Listed records:
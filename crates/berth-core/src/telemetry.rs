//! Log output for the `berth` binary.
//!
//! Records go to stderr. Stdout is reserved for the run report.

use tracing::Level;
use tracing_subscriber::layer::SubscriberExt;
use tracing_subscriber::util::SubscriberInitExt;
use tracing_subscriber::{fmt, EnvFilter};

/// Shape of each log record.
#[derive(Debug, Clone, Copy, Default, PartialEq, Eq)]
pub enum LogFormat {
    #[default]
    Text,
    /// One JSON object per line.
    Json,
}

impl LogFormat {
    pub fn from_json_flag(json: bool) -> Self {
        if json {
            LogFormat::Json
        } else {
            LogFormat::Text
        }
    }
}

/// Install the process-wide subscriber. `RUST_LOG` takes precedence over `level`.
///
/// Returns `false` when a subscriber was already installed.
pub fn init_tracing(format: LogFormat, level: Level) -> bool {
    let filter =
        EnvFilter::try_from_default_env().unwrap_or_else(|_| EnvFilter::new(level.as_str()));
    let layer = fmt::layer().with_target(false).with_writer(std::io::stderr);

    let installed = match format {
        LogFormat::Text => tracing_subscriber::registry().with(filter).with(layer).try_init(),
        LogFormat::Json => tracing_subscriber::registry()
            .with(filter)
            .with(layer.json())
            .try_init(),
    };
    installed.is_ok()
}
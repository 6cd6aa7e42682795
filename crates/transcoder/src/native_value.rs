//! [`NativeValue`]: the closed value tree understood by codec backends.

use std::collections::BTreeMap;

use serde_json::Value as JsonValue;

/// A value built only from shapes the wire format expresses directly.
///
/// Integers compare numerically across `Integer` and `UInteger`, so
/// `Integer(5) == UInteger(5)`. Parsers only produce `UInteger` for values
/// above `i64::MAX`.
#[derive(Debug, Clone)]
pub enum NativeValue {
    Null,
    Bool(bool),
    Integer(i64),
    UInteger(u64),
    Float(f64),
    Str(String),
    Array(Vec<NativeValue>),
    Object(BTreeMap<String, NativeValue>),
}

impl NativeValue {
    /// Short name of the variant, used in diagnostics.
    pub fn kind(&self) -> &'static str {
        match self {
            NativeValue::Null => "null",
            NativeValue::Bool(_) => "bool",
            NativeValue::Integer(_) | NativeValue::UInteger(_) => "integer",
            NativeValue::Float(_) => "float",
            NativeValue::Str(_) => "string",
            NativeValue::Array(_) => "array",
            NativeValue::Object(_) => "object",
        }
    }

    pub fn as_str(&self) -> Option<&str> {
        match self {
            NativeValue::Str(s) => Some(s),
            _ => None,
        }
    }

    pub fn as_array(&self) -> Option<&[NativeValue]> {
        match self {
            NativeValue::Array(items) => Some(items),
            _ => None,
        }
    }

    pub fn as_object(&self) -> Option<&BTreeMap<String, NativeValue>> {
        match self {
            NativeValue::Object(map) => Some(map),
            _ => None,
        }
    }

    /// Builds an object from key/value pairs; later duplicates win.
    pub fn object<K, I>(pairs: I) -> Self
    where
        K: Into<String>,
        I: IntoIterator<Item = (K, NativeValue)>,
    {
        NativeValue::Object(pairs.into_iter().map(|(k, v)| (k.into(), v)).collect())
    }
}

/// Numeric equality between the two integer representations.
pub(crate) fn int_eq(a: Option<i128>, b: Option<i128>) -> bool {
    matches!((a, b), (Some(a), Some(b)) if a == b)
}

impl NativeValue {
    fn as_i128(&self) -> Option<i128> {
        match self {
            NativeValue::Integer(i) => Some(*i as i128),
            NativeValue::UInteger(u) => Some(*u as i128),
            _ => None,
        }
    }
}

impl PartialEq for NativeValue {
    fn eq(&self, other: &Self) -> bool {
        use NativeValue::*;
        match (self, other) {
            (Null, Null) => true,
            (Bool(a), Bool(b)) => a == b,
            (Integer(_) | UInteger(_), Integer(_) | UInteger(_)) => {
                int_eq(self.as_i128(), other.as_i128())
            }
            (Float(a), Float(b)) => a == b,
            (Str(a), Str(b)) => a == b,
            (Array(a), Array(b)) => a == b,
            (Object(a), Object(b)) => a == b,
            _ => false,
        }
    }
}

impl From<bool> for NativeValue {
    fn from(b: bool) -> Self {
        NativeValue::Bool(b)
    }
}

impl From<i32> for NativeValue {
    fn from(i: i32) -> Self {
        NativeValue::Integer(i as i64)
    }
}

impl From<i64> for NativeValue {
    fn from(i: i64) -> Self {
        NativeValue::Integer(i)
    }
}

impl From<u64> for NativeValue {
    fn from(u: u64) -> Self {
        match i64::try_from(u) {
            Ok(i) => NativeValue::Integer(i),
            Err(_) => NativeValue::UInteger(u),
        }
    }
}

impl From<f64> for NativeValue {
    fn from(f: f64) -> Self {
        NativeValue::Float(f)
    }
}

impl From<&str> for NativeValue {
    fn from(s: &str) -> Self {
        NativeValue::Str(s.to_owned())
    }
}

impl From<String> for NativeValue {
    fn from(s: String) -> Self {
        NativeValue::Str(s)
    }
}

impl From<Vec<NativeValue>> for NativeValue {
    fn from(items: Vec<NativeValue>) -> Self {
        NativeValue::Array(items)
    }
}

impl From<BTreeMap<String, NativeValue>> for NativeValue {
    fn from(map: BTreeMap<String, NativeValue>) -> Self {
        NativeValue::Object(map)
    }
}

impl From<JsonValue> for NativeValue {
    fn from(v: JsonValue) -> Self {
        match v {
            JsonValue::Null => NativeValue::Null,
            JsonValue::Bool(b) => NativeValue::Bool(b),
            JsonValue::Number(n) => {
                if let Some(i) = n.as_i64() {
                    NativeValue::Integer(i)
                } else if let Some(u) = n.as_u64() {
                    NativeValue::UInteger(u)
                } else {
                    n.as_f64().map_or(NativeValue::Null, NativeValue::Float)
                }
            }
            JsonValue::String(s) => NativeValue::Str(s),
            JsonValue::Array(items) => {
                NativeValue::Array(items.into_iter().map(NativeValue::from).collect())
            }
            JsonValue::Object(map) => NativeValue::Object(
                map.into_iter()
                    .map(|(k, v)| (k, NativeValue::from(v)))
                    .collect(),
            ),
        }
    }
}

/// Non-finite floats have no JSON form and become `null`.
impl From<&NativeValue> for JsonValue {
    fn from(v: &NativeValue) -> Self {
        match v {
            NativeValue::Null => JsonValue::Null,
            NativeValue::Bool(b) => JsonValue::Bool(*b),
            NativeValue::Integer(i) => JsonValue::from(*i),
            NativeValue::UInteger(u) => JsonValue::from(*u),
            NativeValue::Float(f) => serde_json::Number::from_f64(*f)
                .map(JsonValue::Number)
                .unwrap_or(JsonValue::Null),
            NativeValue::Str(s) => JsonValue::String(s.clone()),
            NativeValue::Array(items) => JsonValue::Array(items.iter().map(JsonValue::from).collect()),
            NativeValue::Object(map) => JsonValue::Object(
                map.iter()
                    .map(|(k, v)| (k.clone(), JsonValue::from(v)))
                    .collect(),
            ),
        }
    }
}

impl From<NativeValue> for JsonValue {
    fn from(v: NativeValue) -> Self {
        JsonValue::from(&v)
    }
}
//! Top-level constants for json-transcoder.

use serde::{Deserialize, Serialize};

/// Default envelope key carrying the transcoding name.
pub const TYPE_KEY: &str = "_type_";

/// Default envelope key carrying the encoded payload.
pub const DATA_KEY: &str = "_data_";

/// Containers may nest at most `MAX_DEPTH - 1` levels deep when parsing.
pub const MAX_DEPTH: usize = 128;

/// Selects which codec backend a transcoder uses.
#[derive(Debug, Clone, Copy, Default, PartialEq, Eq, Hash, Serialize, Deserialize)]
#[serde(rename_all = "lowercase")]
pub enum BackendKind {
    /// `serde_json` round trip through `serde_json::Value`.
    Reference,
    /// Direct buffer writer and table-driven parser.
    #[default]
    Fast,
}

What is expected: Copy each line of the records above that carries the word "installed".

Answer to the exercise:
/// Returns `false` when a subscriber was already installed.
    let installed = match format {
    installed.is_ok()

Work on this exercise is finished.